[Task] Among the entries, which lines carry the string "bool"? Copy each of them.

Stored data entries:
┏━━

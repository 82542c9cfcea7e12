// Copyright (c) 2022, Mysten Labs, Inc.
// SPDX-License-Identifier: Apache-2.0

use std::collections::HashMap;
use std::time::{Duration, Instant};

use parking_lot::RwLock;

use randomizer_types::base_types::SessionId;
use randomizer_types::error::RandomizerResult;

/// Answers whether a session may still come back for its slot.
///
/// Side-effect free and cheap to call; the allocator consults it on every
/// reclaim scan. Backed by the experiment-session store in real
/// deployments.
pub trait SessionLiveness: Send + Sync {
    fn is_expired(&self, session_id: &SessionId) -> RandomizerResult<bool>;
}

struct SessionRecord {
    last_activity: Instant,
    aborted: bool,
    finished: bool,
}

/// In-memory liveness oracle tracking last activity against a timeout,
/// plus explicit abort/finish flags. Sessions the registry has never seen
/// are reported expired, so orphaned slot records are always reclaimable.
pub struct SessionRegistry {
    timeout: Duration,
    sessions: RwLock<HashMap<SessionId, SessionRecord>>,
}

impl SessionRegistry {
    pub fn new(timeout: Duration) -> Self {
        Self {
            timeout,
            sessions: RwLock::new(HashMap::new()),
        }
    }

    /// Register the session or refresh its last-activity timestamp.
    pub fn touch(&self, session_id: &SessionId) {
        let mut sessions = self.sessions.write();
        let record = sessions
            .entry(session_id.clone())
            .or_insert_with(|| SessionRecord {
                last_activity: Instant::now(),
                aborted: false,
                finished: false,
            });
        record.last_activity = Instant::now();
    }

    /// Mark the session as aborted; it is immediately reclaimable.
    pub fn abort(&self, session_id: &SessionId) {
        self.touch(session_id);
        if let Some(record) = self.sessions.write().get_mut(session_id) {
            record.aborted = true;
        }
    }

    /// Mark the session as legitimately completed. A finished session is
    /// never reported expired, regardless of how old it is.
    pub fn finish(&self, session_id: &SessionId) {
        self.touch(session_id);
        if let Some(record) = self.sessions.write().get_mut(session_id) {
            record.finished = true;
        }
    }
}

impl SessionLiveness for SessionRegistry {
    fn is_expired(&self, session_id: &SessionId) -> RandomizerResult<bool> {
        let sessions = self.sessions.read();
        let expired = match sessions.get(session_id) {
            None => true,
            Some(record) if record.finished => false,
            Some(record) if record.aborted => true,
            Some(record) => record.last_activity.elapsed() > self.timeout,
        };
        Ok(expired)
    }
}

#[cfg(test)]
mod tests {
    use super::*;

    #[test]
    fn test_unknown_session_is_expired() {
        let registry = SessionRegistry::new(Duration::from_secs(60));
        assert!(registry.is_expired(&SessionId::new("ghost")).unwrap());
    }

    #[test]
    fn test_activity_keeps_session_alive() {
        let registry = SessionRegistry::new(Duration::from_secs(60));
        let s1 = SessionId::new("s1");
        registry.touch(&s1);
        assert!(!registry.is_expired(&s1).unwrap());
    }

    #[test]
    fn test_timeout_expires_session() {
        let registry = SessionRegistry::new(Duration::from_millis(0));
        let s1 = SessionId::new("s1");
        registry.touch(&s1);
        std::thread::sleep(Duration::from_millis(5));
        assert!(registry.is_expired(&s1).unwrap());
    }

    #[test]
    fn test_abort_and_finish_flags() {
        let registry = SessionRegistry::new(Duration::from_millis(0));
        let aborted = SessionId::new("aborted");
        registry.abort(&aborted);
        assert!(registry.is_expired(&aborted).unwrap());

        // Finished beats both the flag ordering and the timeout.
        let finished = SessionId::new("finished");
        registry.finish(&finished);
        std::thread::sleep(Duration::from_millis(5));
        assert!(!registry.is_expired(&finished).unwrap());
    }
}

┗━━
┏━━

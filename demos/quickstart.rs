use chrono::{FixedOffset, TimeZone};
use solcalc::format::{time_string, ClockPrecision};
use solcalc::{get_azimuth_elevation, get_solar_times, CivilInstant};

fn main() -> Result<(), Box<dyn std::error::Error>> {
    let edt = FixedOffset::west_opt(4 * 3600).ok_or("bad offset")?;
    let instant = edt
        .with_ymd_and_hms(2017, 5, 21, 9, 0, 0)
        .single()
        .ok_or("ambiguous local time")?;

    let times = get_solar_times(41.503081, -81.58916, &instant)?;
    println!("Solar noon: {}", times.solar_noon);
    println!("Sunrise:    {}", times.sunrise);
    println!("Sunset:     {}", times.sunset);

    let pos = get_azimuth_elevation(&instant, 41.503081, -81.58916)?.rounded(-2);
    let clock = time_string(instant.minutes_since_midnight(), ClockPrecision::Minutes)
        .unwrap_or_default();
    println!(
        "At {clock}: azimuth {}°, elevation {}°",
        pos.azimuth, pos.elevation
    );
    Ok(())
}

┗━━

[Written response]
    fn is_expired(&self, session_id: &SessionId) -> RandomizerResult<bool>;
    aborted: bool,
    finished: bool,
    fn is_expired(&self, session_id: &SessionId) -> RandomizerResult<bool> {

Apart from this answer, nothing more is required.